* [SUPPLIED ENTRIES]
————
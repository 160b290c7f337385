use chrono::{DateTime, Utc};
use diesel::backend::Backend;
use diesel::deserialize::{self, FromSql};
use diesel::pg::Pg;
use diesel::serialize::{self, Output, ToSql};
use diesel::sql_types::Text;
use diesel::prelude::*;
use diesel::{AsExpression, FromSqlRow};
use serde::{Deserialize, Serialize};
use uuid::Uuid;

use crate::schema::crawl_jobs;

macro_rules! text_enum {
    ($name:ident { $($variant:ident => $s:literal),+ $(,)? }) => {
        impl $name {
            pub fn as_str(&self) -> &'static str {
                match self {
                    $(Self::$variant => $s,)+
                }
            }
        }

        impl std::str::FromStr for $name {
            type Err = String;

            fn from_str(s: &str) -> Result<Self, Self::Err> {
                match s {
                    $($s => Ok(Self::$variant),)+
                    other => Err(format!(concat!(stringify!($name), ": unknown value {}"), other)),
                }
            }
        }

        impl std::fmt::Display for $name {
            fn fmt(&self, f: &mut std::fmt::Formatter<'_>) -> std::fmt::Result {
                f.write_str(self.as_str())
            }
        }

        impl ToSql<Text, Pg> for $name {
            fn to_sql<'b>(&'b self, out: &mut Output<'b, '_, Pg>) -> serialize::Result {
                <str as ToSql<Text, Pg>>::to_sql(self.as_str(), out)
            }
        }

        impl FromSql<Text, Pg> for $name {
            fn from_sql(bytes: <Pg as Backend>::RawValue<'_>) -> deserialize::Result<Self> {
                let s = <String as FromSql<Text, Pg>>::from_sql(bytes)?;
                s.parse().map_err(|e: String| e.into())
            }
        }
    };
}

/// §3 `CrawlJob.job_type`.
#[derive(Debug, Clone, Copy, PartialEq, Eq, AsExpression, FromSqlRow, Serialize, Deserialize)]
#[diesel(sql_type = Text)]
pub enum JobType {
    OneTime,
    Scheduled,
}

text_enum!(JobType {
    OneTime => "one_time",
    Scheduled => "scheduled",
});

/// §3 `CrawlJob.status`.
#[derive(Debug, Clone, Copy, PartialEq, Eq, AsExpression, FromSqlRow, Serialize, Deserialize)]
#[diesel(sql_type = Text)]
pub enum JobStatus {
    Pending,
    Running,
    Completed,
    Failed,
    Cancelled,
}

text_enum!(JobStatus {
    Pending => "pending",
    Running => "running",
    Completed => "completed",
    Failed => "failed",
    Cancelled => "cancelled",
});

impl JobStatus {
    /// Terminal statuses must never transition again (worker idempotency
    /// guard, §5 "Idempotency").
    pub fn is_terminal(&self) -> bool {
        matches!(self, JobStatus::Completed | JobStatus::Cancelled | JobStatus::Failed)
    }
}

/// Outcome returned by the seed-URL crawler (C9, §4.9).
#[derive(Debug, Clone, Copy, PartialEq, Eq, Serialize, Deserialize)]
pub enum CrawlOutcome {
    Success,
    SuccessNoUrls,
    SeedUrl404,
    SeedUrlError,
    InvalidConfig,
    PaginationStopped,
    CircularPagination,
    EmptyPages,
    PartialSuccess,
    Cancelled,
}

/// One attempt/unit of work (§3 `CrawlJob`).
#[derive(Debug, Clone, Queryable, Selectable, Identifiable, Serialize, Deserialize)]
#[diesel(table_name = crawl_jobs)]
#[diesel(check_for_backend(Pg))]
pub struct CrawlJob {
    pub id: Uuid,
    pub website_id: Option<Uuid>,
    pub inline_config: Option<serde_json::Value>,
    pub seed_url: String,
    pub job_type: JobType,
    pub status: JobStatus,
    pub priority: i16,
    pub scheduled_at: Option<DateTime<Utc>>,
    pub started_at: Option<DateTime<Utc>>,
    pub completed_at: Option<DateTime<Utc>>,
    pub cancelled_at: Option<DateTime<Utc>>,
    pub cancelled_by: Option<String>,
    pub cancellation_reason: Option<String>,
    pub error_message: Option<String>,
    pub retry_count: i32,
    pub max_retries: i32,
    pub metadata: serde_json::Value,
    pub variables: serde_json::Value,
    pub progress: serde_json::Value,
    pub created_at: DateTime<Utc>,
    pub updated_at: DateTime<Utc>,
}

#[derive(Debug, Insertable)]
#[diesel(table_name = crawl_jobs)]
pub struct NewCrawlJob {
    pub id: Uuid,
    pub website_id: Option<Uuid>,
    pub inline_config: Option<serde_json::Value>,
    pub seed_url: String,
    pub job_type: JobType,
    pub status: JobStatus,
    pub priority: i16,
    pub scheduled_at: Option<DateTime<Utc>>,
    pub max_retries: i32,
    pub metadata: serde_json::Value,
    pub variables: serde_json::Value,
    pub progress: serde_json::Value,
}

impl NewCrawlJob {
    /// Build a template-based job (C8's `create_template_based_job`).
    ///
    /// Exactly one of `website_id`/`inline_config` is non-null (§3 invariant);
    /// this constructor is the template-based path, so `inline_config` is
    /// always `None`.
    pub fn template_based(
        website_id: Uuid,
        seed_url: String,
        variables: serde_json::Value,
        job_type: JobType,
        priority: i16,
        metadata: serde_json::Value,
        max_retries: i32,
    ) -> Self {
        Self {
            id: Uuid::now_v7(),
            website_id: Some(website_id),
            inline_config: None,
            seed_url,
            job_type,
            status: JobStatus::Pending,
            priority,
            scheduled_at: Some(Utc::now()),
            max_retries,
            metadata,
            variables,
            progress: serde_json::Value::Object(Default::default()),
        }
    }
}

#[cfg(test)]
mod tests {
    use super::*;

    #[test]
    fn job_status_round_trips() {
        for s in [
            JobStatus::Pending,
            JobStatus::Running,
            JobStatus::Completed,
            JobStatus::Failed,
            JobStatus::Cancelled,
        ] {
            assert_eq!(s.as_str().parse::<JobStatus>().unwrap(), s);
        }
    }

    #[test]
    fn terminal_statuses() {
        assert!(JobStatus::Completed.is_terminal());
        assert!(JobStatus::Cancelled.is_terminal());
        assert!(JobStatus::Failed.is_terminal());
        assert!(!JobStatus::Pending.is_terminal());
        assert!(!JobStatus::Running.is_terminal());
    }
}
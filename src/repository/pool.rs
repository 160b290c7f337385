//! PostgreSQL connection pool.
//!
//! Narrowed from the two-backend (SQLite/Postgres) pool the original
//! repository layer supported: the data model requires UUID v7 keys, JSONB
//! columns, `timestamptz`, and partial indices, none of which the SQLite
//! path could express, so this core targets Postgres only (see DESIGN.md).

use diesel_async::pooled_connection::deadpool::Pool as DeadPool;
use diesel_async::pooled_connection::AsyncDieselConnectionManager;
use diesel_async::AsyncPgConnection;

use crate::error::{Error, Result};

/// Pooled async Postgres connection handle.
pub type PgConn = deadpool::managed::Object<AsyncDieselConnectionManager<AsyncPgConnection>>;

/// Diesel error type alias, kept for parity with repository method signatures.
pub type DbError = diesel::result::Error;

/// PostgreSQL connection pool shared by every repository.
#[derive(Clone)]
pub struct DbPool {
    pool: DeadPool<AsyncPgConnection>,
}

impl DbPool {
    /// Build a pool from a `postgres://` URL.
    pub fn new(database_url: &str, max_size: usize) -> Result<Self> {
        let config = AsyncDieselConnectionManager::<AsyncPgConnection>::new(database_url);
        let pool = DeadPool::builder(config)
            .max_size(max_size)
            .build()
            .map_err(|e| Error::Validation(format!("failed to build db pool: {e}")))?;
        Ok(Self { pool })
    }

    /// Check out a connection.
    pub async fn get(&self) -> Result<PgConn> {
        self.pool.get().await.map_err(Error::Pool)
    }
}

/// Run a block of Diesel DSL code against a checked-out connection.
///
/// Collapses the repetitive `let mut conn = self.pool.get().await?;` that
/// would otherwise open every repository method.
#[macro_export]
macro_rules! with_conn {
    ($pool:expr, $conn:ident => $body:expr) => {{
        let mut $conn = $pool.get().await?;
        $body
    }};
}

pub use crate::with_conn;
————
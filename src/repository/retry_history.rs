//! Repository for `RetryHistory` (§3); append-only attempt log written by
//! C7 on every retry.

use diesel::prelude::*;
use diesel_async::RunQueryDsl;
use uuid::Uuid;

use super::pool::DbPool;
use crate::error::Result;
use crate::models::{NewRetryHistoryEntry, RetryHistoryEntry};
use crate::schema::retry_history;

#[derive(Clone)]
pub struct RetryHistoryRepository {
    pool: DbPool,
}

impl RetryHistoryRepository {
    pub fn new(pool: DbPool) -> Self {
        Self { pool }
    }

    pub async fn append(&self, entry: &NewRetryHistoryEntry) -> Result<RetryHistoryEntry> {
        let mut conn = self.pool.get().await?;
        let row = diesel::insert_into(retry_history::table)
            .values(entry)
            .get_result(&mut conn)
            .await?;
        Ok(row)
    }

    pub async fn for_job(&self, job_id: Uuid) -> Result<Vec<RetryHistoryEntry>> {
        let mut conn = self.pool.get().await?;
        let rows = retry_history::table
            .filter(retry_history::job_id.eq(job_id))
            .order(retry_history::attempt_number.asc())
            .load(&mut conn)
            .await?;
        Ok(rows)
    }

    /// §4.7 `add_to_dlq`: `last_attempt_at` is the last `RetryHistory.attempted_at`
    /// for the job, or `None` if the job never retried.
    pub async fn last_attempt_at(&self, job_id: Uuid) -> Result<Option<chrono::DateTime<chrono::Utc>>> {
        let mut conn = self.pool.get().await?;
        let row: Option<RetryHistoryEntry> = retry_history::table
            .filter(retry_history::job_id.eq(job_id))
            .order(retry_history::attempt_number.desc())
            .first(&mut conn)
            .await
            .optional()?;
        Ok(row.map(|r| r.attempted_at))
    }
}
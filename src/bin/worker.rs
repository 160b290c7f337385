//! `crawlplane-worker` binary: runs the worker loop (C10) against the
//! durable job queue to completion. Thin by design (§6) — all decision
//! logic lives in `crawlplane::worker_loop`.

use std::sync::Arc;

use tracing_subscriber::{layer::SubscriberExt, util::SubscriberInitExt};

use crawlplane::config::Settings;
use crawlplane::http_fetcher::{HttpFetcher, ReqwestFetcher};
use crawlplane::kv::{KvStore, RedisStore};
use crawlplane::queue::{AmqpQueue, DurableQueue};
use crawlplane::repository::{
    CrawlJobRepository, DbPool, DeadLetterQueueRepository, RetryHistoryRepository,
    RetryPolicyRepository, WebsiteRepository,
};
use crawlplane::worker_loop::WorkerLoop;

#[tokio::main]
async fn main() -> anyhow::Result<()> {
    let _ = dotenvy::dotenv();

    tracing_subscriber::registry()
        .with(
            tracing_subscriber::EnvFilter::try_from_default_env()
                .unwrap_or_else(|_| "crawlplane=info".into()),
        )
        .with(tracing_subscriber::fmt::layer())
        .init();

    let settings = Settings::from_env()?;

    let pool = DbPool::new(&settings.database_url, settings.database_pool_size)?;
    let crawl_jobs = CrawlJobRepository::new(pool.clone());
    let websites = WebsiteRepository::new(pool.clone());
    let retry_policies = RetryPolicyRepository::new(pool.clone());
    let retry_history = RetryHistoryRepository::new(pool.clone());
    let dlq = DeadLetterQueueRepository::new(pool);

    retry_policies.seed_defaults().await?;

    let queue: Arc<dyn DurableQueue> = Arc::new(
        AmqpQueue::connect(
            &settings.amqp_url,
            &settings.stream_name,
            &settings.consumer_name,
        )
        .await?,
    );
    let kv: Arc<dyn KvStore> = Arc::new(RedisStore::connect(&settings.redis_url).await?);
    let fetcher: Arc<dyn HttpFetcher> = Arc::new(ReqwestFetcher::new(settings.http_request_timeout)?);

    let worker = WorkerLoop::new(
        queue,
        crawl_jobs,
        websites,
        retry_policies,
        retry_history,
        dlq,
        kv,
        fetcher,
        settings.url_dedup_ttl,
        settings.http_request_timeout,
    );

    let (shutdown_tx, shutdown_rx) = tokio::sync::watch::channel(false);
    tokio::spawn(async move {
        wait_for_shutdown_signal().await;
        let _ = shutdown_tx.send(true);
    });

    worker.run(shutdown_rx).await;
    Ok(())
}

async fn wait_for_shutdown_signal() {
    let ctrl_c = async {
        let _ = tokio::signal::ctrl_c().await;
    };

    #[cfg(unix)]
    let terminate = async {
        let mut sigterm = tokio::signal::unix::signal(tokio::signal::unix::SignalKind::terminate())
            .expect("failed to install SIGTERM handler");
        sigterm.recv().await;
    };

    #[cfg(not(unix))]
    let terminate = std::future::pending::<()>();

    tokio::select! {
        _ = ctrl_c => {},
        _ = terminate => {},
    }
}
————
* [YOUR OBJECTIVE]
What is needed is every line of the records above that contains the word "SQLite".

* [WRITTEN SOLUTION]
//! Narrowed from the two-backend (SQLite/Postgres) pool the original
//! columns, `timestamptz`, and partial indices, none of which the SQLite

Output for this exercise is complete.